What you need to do =>
Pull out all lines from the listing below in which the word "MemoryBackend" appears.

Supplied material =>
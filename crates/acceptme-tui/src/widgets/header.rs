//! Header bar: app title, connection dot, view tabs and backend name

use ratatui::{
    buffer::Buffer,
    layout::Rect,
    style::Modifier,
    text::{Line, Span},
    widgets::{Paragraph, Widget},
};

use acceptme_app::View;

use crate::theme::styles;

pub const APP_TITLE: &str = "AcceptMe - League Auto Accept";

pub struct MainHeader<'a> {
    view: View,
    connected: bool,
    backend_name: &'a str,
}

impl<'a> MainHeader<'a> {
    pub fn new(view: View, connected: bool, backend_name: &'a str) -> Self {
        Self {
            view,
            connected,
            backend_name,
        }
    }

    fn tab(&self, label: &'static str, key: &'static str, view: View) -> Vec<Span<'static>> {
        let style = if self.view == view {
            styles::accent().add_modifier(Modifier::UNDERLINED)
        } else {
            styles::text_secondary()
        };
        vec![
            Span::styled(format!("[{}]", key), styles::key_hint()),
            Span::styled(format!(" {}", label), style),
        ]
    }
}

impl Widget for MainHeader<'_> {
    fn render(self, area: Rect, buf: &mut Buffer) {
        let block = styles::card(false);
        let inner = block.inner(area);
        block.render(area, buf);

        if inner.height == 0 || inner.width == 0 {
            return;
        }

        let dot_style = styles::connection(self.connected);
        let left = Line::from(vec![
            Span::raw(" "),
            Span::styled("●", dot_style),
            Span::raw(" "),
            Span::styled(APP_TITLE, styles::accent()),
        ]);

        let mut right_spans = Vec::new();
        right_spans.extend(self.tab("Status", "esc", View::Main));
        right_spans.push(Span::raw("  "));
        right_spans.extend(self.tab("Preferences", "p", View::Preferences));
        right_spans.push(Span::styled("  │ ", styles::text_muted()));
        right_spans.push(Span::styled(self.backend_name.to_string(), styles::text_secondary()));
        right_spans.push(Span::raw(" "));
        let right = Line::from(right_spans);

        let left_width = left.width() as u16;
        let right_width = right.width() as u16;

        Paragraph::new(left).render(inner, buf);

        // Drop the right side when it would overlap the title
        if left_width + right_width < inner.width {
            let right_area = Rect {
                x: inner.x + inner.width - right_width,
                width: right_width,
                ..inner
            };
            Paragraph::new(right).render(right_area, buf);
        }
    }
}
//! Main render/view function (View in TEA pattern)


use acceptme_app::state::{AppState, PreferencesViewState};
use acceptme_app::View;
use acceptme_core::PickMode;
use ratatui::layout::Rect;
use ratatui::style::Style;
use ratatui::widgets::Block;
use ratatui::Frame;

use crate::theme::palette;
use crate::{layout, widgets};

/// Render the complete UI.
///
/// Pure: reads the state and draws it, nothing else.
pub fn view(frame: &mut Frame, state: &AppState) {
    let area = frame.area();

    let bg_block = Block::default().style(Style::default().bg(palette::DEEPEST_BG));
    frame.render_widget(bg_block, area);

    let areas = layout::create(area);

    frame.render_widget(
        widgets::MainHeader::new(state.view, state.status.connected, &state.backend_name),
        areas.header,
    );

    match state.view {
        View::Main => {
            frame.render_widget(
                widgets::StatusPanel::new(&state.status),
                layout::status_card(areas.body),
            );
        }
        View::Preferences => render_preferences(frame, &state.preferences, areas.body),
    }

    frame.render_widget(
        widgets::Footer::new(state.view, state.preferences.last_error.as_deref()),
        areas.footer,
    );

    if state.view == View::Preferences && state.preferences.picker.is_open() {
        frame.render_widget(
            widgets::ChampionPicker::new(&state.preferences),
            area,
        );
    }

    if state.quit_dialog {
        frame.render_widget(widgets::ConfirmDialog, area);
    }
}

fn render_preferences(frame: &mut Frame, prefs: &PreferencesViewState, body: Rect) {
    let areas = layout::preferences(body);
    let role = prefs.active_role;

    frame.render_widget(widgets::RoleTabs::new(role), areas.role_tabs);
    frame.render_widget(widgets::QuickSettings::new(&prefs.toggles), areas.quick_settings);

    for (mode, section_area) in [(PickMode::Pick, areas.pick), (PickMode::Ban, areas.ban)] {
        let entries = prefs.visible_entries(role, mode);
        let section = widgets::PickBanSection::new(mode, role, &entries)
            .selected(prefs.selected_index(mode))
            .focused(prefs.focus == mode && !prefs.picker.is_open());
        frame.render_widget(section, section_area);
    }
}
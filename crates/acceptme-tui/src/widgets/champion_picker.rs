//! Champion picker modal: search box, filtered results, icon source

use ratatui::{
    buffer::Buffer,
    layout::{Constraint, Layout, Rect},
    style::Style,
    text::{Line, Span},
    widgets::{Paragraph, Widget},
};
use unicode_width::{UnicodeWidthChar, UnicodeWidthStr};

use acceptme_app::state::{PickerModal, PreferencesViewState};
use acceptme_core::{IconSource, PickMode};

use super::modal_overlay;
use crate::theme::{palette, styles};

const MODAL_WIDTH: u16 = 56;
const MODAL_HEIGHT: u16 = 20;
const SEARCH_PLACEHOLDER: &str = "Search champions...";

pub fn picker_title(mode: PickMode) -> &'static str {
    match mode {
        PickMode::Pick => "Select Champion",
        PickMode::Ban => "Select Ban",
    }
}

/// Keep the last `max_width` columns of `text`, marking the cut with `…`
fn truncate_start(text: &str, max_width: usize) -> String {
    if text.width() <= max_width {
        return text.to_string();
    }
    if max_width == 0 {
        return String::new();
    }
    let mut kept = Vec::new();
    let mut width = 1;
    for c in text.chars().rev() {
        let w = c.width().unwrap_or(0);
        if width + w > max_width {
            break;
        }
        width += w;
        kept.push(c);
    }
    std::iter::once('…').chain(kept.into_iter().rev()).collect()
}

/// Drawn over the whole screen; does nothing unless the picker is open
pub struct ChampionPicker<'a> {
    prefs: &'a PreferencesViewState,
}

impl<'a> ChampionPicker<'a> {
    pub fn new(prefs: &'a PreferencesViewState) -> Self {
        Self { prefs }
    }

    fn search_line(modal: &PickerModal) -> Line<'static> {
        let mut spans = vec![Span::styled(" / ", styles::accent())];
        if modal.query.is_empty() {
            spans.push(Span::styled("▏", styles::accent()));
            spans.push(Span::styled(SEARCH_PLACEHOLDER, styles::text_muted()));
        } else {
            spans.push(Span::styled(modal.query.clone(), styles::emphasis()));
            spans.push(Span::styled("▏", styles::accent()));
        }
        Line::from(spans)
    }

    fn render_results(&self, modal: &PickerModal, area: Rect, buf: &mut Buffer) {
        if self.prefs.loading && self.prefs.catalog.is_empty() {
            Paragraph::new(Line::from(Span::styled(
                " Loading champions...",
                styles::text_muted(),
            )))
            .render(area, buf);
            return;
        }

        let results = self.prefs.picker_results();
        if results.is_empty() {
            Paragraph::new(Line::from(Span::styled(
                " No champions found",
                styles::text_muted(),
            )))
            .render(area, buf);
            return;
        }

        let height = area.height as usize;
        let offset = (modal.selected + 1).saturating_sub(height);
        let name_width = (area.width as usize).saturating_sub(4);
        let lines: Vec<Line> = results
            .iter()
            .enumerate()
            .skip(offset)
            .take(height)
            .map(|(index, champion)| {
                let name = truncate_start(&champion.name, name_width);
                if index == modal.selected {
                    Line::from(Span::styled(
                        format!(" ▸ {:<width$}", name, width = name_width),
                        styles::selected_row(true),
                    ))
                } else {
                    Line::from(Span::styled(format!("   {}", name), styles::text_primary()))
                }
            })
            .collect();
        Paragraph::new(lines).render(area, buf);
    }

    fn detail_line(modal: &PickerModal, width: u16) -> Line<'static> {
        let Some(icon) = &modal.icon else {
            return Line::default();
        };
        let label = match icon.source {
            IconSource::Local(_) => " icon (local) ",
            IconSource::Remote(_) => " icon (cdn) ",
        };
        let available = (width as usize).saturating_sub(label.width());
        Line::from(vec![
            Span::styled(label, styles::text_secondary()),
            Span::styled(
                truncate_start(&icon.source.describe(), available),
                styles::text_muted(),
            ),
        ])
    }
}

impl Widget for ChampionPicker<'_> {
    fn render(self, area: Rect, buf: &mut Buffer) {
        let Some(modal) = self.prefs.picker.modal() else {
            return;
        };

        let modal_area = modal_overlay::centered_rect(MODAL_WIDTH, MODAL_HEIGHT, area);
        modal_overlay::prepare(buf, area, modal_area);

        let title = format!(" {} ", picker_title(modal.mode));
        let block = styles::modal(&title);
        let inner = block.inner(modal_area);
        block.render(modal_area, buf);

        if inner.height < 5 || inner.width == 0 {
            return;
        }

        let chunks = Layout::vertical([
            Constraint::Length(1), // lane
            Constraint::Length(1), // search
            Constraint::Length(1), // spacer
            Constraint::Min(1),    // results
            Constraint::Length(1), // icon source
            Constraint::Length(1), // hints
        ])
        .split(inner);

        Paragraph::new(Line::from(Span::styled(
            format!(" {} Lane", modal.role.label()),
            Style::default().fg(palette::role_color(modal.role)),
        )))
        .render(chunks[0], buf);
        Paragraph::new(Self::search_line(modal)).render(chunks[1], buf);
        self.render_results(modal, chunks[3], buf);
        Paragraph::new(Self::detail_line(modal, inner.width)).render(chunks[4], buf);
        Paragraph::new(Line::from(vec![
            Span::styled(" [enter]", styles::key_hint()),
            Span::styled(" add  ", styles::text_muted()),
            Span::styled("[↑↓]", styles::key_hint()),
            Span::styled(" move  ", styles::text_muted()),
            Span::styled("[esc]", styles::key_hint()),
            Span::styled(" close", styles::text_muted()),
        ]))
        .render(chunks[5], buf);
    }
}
--
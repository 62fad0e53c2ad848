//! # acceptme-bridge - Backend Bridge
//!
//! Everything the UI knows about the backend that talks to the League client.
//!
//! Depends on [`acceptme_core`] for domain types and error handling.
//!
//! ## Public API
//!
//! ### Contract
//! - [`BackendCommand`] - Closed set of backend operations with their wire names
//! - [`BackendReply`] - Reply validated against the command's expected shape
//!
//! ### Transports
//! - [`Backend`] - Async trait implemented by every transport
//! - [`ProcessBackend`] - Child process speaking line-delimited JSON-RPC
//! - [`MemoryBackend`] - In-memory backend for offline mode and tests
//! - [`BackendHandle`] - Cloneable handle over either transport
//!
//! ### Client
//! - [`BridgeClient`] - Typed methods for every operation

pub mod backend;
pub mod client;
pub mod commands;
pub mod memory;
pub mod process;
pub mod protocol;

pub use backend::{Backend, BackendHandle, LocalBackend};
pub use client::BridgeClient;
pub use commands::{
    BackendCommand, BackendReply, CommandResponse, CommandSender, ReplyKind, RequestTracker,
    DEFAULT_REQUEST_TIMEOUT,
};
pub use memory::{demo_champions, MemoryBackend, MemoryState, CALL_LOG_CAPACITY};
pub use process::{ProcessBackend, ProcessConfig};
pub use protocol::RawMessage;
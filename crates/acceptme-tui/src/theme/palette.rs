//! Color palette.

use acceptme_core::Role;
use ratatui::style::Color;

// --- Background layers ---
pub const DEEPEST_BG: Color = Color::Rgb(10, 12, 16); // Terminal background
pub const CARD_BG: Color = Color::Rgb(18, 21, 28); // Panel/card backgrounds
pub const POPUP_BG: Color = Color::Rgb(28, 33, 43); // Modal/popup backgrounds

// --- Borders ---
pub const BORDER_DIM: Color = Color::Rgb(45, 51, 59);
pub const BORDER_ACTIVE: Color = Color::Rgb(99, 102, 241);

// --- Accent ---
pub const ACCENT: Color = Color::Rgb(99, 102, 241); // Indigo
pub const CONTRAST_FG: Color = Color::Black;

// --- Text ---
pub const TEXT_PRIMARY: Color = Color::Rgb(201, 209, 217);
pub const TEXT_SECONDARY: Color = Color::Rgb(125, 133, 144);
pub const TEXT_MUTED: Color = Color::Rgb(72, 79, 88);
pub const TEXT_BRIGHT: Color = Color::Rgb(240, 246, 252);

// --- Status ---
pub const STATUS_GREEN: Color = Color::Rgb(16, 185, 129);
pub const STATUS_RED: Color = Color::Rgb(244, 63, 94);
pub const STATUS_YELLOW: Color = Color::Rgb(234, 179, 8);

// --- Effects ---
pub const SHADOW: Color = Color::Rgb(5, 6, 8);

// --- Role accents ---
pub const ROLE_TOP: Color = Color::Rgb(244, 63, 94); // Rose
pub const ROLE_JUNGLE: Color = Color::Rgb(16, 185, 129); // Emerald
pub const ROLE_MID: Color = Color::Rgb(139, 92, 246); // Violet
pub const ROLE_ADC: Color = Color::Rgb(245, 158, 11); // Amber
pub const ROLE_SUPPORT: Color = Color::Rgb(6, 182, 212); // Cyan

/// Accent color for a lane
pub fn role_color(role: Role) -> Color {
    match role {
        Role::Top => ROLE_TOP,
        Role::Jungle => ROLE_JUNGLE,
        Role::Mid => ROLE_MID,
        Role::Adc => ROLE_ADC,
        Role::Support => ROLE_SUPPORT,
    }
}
...
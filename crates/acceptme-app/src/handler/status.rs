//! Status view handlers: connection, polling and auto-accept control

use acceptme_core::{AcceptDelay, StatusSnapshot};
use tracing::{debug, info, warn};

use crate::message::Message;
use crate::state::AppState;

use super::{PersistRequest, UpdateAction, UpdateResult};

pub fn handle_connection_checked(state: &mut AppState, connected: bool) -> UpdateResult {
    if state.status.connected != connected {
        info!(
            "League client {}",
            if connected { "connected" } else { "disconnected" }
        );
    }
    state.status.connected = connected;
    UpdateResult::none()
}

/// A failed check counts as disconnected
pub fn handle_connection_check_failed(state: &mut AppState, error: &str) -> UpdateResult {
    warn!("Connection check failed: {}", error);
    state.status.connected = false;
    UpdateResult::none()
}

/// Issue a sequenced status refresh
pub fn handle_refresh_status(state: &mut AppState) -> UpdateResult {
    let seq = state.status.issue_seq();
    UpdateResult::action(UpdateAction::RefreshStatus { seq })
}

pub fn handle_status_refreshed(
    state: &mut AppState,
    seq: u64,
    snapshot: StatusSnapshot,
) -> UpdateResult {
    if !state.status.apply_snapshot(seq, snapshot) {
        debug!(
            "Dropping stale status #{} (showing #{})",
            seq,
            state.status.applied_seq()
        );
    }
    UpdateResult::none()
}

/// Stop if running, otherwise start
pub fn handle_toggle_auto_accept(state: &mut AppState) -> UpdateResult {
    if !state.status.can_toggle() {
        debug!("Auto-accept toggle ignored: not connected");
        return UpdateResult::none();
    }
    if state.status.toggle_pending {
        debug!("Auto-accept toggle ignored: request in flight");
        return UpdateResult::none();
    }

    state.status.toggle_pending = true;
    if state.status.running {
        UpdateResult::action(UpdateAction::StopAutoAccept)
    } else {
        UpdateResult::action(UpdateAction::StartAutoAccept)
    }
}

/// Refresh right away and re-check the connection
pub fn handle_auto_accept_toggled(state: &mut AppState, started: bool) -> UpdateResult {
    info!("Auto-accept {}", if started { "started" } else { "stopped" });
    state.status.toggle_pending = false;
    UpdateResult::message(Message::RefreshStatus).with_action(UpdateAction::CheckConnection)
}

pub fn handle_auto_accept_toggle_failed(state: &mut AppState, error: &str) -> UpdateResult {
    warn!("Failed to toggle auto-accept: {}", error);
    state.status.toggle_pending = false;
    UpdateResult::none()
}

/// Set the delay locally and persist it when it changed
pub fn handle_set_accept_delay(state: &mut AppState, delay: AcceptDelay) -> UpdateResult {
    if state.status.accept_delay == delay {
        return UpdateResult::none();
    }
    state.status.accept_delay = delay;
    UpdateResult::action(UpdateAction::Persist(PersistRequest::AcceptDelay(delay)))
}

Solution to the problem =>
//! - [`MemoryBackend`] - In-memory backend for offline mode and tests
pub use memory::{demo_champions, MemoryBackend, MemoryState, CALL_LOG_CAPACITY};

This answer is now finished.